Work item: Give the number of lines in the records below that contain the word "anchor", and nothing more.

Excerpted data:
mod forces;
mod quadtree;

use eframe::egui::{Vec2, vec2};

use forces::{ChargeParams, CollisionParams, accumulate_charge, accumulate_collisions, jiggle};
use quadtree::QuadNode;

const ALPHA_MIN: f32 = 0.001;
const COOLING_TICKS: f32 = 300.0;
const INITIAL_SPACING: f32 = 10.0;

#[derive(Clone, Copy, Debug)]
pub(in crate::app) struct SimulationConfig {
    pub link_distance: f32,
    pub charge_strength: f32,
    pub collision_radius: f32,
    pub collision_padding: f32,
    pub collision_strength: f32,
    pub velocity_decay: f32,
    pub theta: f32,
}

impl Default for SimulationConfig {
    fn default() -> Self {
        Self {
            link_distance: 100.0,
            charge_strength: -300.0,
            collision_radius: 50.0,
            collision_padding: 4.0,
            collision_strength: 0.7,
            velocity_decay: 0.4,
            theta: 0.9,
        }
    }
}

#[derive(Clone, Copy, Debug)]
struct Link {
    source: usize,
    target: usize,
    strength: f32,
    bias: f32,
}

pub(in crate::app) struct ForceSimulation {
    positions: Vec<Vec2>,
    velocities: Vec<Vec2>,
    pinned: Vec<Option<Vec2>>,
    radii: Vec<f32>,
    links: Vec<Link>,
    center: Vec2,
    config: SimulationConfig,
    alpha: f32,
    alpha_target: f32,
    alpha_decay: f32,
    stopped: bool,
    ticks: u64,
    charge_scratch: Vec<Vec2>,
}

impl ForceSimulation {
    pub(in crate::app) fn new(
        radii: &[f32],
        links: &[(usize, usize)],
        canvas: Vec2,
        config: SimulationConfig,
    ) -> Option<Self> {
        let node_count = radii.len();
        if node_count == 0 {
            return None;
        }

        let center = canvas * 0.5;
        let golden_angle = std::f32::consts::PI * (3.0 - 5.0_f32.sqrt());
        let positions = (0..node_count)
            .map(|index| {
                let radius = INITIAL_SPACING * (0.5 + index as f32).sqrt();
                let angle = index as f32 * golden_angle;
                center + vec2(angle.cos(), angle.sin()) * radius
            })
            .collect::<Vec<_>>();

        let mut degree = vec![0usize; node_count];
        for &(source, target) in links {
            if source < node_count && target < node_count && source != target {
                degree[source] += 1;
                degree[target] += 1;
            }
        }

        let links = links
            .iter()
            .filter(|(source, target)| {
                *source < node_count && *target < node_count && source != target
            })
            .map(|&(source, target)| {
                let source_degree = degree[source] as f32;
                let target_degree = degree[target] as f32;
                Link {
                    source,
                    target,
                    strength: 1.0 / source_degree.min(target_degree),
                    bias: source_degree / (source_degree + target_degree),
                }
            })
            .collect();

        Some(Self {
            positions,
            velocities: vec![Vec2::ZERO; node_count],
            pinned: vec![None; node_count],
            radii: radii.to_vec(),
            links,
            center,
            config,
            alpha: 1.0,
            alpha_target: 0.0,
            alpha_decay: 1.0 - ALPHA_MIN.powf(1.0 / COOLING_TICKS),
            stopped: false,
            ticks: 0,
            charge_scratch: Vec::with_capacity(node_count),
        })
    }

    pub(in crate::app) fn positions(&self) -> &[Vec2] {
        &self.positions
    }

    pub(in crate::app) fn ticks(&self) -> u64 {
        self.ticks
    }

    pub(in crate::app) fn is_settled(&self) -> bool {
        self.alpha < ALPHA_MIN && self.alpha_target < ALPHA_MIN
    }

    pub(in crate::app) fn is_running(&self) -> bool {
        !self.stopped && !self.is_settled()
    }

    pub(in crate::app) fn stop(&mut self) {
        self.stopped = true;
    }

    pub(in crate::app) fn reheat(&mut self, alpha_target: f32) {
        self.alpha_target = alpha_target.clamp(0.0, 1.0);
        if self.alpha < self.alpha_target {
            self.alpha = self.alpha.max(ALPHA_MIN);
        }
    }

    pub(in crate::app) fn pin(&mut self, index: usize, position: Vec2) {
        if let Some(slot) = self.pinned.get_mut(index) {
            *slot = Some(position);
            self.positions[index] = position;
            self.velocities[index] = Vec2::ZERO;
        }
    }

    pub(in crate::app) fn release(&mut self, index: usize) {
        if let Some(slot) = self.pinned.get_mut(index) {
            *slot = None;
        }
    }

    #[cfg(test)]
    pub(in crate::app) fn is_pinned(&self, index: usize) -> bool {
        self.pinned.get(index).is_some_and(Option::is_some)
    }

    pub(in crate::app) fn tick(&mut self) -> bool {
        if !self.is_running() {
            return false;
        }

        self.alpha += (self.alpha_target - self.alpha) * self.alpha_decay;

        self.apply_links();
        self.apply_charge();
        self.apply_collisions();
        self.integrate();
        self.recenter();

        self.ticks += 1;
        true
    }

    fn apply_links(&mut self) {
        let alpha = self.alpha;
        for link in &self.links {
            let (source, target) = (link.source, link.target);
            let mut delta = (self.positions[target] + self.velocities[target])
                - (self.positions[source] + self.velocities[source]);
            if delta.length_sq() < 1e-9 {
                delta = jiggle(source, target) * 1e-3;
            }
            let distance = delta.length();
            let scale = (distance - self.config.link_distance) / distance * alpha * link.strength;
            let delta = delta * scale;
            self.velocities[target] -= delta * link.bias;
            self.velocities[source] += delta * (1.0 - link.bias);
        }
    }

    fn apply_charge(&mut self) {
        let Some(tree) = QuadNode::build(&self.positions) else {
            return;
        };

        let params = ChargeParams {
            strength: self.config.charge_strength,
            alpha: self.alpha,
            theta_sq: self.config.theta * self.config.theta,
            distance_min_sq: 1.0,
        };

        self.charge_scratch.clear();
        self.charge_scratch.resize(self.positions.len(), Vec2::ZERO);
        for (index, velocity) in self.charge_scratch.iter_mut().enumerate() {
            accumulate_charge(&tree, index, &self.positions, params, velocity);
        }
        for (velocity, delta) in self.velocities.iter_mut().zip(&self.charge_scratch) {
            *velocity += *delta;
        }
    }

    fn apply_collisions(&mut self) {
        let Some(tree) = QuadNode::build(&self.positions) else {
            return;
        };

        let max_radius = self.radii.iter().copied().fold(0.0_f32, f32::max);
        let reach = self
            .config
            .collision_radius
            .max(max_radius * 2.0 + self.config.collision_padding);
        let params = CollisionParams {
            strength: self.config.collision_strength,
            min_separation: self.config.collision_radius,
            padding: self.config.collision_padding,
            max_reach_sq: reach * reach,
        };

        accumulate_collisions(
            &tree,
            &tree,
            true,
            &self.positions,
            &self.radii,
            params,
            &mut self.velocities,
        );
    }

    fn integrate(&mut self) {
        let keep = 1.0 - self.config.velocity_decay;
        for ((position, velocity), pinned) in self
            .positions
            .iter_mut()
            .zip(self.velocities.iter_mut())
            .zip(&self.pinned)
        {
            if let Some(fixed) = pinned {
                *position = *fixed;
                *velocity = Vec2::ZERO;
            } else {
                *velocity *= keep;
                *position += *velocity;
            }
        }
    }

    fn recenter(&mut self) {
        if self.pinned.iter().any(Option::is_some) {
            return;
        }

        let mean = self.positions.iter().fold(Vec2::ZERO, |sum, p| sum + *p)
            / self.positions.len() as f32;
        let shift = mean - self.center;
        if shift.length_sq() > 1e-12 {
            for position in &mut self.positions {
                *position -= shift;
            }
        }
    }
}

pub(in crate::app) fn layout(
    radii: &[f32],
    links: &[(usize, usize)],
    canvas: Vec2,
    config: SimulationConfig,
    max_ticks: usize,
) -> Vec<Vec2> {
    let Some(mut simulation) = ForceSimulation::new(radii, links, canvas, config) else {
        return Vec::new();
    };

    for _ in 0..max_ticks {
        if !simulation.tick() {
            break;
        }
    }

    simulation.positions
}

#[cfg(test)]
mod tests {
    use super::*;

    const CANVAS: Vec2 = vec2(800.0, 600.0);

    fn simulation(node_count: usize, links: &[(usize, usize)]) -> ForceSimulation {
        ForceSimulation::new(&vec![8.0; node_count], links, CANVAS, SimulationConfig::default())
            .expect("non-empty simulation")
    }

    #[test]
    fn empty_input_creates_no_simulation() {
        assert!(ForceSimulation::new(&[], &[], CANVAS, SimulationConfig::default()).is_none());
        assert!(layout(&[], &[], CANVAS, SimulationConfig::default(), 100).is_empty());
    }

    #[test]
    fn stopped_simulation_no_longer_ticks() {
        let mut sim = simulation(3, &[(0, 1), (1, 2)]);
        assert!(sim.tick());
        assert!(sim.tick());
        assert_eq!(sim.ticks(), 2);

        sim.stop();
        let frozen = sim.positions().to_vec();
        for _ in 0..10 {
            assert!(!sim.tick());
        }
        assert_eq!(sim.ticks(), 2);
        assert_eq!(sim.positions(), frozen.as_slice());
    }

    #[test]
    fn cools_down_on_its_own() {
        let mut sim = simulation(6, &[(0, 1), (1, 2), (2, 3), (3, 4), (4, 5)]);
        let mut steps = 0;
        while sim.tick() {
            steps += 1;
            assert!(steps < 1_000, "simulation never settled");
        }
        assert!(sim.is_settled());
        assert!((250..=350).contains(&steps));
    }

    #[test]
    fn reheat_wakes_a_settled_simulation() {
        let mut sim = simulation(2, &[(0, 1)]);
        while sim.tick() {}
        assert!(!sim.tick());

        sim.reheat(0.3);
        assert!(sim.tick());

        sim.reheat(0.0);
        while sim.tick() {}
        assert!(sim.is_settled());
    }

    #[test]
    fn linked_pair_settles_near_link_distance() {
        let positions = layout(&[8.0, 8.0], &[(0, 1)], CANVAS, SimulationConfig::default(), 1_000);
        let distance = (positions[0] - positions[1]).length();
        assert!((80.0..140.0).contains(&distance), "distance {distance}");
    }

    #[test]
    fn unlinked_nodes_keep_collision_separation() {
        let positions = layout(&[8.0; 12], &[], CANVAS, SimulationConfig::default(), 1_000);
        for i in 0..positions.len() {
            for j in (i + 1)..positions.len() {
                let distance = (positions[i] - positions[j]).length();
                assert!(distance > 40.0, "nodes {i} and {j} only {distance} apart");
            }
        }
    }

    #[test]
    fn layout_is_centered_on_canvas() {
        let positions = layout(&[8.0; 5], &[(0, 1), (0, 2)], CANVAS, SimulationConfig::default(), 1_000);
        let mean = positions.iter().fold(Vec2::ZERO, |sum, p| sum + *p) / positions.len() as f32;
        assert!((mean - CANVAS * 0.5).length() < 1.0);
    }

    #[test]
    fn pinned_node_holds_until_released() {
        let mut sim = simulation(3, &[(0, 1), (1, 2)]);
        let anchor = vec2(650.0, 120.0);
        sim.pin(1, anchor);
        for _ in 0..20 {
            sim.tick();
        }
        assert!(sim.is_pinned(1));
        assert_eq!(sim.positions()[1], anchor);

        sim.release(1);
        assert!(!sim.is_pinned(1));
        for _ in 0..20 {
            sim.tick();
        }
        assert_ne!(sim.positions()[1], anchor);
    }

    #[test]
    fn self_loops_and_out_of_range_links_are_ignored() {
        let mut sim = simulation(2, &[(0, 0), (0, 7)]);
        assert!(sim.tick());
        assert!(sim.positions().iter().all(|p| p.x.is_finite() && p.y.is_finite()));
    }
}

Answer space: 4